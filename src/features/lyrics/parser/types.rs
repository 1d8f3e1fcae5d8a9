//! Lyric sequence types

use serde::{Deserialize, Serialize};

/// Lyrics format enum
#[derive(Debug, Clone, Copy, PartialEq, Eq)]
pub enum LyricsFormat {
    /// One lyric per text line
    Plain,
    /// Standard LRC format [mm:ss.xx]text
    Lrc,
}

/// A single line of lyrics
#[derive(Debug, Clone, PartialEq, Eq, Default, Serialize, Deserialize)]
#[serde(rename_all = "camelCase")]
pub struct LyricLine {
    /// The line text
    pub text: String,
    /// Start time in milliseconds, when the source carries timing
    #[serde(default, skip_serializing_if = "Option::is_none")]
    pub start_time: Option<u64>,
}

impl LyricLine {
    pub fn new(text: impl Into<String>) -> Self {
        Self {
            text: text.into(),
            start_time: None,
        }
    }

    pub fn timed(text: impl Into<String>, start_time: u64) -> Self {
        Self {
            text: text.into(),
            start_time: Some(start_time),
        }
    }
}

/// Ordered, non-empty, read-only list of lyric lines
#[derive(Debug, Clone, PartialEq, Eq)]
pub struct LyricSequence {
    lines: Vec<LyricLine>,
}

impl LyricSequence {
    /// Wrap parsed lines; a sequence needs at least one line
    pub fn new(lines: Vec<LyricLine>) -> Result<Self, LyricsError> {
        if lines.is_empty() {
            return Err(LyricsError::Empty);
        }
        Ok(Self { lines })
    }

    /// Build an untimed sequence from plain strings
    #[cfg(test)]
    pub fn from_texts<I, S>(texts: I) -> Result<Self, LyricsError>
    where
        I: IntoIterator<Item = S>,
        S: Into<String>,
    {
        Self::new(texts.into_iter().map(LyricLine::new).collect())
    }

    pub fn len(&self) -> usize {
        self.lines.len()
    }

    pub fn lines(&self) -> &[LyricLine] {
        &self.lines
    }

    pub fn get(&self, index: usize) -> Option<&LyricLine> {
        self.lines.get(index)
    }

    /// Whether every line carries a start time
    pub fn is_timed(&self) -> bool {
        self.lines.iter().all(|l| l.start_time.is_some())
    }
}

/// Errors that can occur while loading lyrics
#[derive(Debug, Clone, PartialEq, Eq)]
pub enum LyricsError {
    /// The source contained no lyric line
    Empty,
    Io(String),
}

impl std::fmt::Display for LyricsError {
    fn fmt(&self, f: &mut std::fmt::Formatter<'_>) -> std::fmt::Result {
        match self {
            LyricsError::Empty => write!(f, "Lyrics contain no lines"),
            LyricsError::Io(e) => write!(f, "IO error: {}", e),
        }
    }
}

impl std::error::Error for LyricsError {}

◇ ◇ ◇ ◇ ◇

Exactly as shown above, write out all the records.

filename src/features/lyrics/parser/types.rs
repository 1d8f3e1fcae5d8a9
//! Lyric sequence types

use serde::{Deserialize, Serialize};

/// Lyrics format enum
#[derive(Debug, Clone, Copy, PartialEq, Eq)]
pub enum LyricsFormat {
    /// One lyric per text line
    Plain,
    /// Standard LRC format [mm:ss.xx]text
    Lrc,
}

/// A single line of lyrics
#[derive(Debug, Clone, PartialEq, Eq, Default, Serialize, Deserialize)]
#[serde(rename_all = "camelCase")]
pub struct LyricLine {
    /// The line text
    pub text: String,
    /// Start time in milliseconds, when the source carries timing
    #[serde(default, skip_serializing_if = "Option::is_none")]
    pub start_time: Option<u64>,
}

impl LyricLine {
    pub fn new(text: impl Into<String>) -> Self {
        Self {
            text: text.into(),
            start_time: None,
        }
    }

    pub fn timed(text: impl Into<String>, start_time: u64) -> Self {
        Self {
            text: text.into(),
            start_time: Some(start_time),
        }
    }
}

/// Ordered, non-empty, read-only list of lyric lines
#[derive(Debug, Clone, PartialEq, Eq)]
pub struct LyricSequence {
    lines: Vec<LyricLine>,
}

impl LyricSequence {
    /// Wrap parsed lines; a sequence needs at least one line
    pub fn new(lines: Vec<LyricLine>) -> Result<Self, LyricsError> {
        if lines.is_empty() {
            return Err(LyricsError::Empty);
        }
        Ok(Self { lines })
    }

    /// Build an untimed sequence from plain strings
    #[cfg(test)]
    pub fn from_texts<I, S>(texts: I) -> Result<Self, LyricsError>
    where
        I: IntoIterator<Item = S>,
        S: Into<String>,
    {
        Self::new(texts.into_iter().map(LyricLine::new).collect())
    }

    pub fn len(&self) -> usize {
        self.lines.len()
    }

    pub fn lines(&self) -> &[LyricLine] {
        &self.lines
    }

    pub fn get(&self, index: usize) -> Option<&LyricLine> {
        self.lines.get(index)
    }

    /// Whether every line carries a start time
    pub fn is_timed(&self) -> bool {
        self.lines.iter().all(|l| l.start_time.is_some())
    }
}

/// Errors that can occur while loading lyrics
#[derive(Debug, Clone, PartialEq, Eq)]
pub enum LyricsError {
    /// The source contained no lyric line
    Empty,
    Io(String),
}

impl std::fmt::Display for LyricsError {
    fn fmt(&self, f: &mut std::fmt::Formatter<'_>) -> std::fmt::Result {
        match self {
            LyricsError::Empty => write!(f, "Lyrics contain no lines"),
            LyricsError::Io(e) => write!(f, "IO error: {}", e),
        }
    }
}

impl std::error::Error for LyricsError {}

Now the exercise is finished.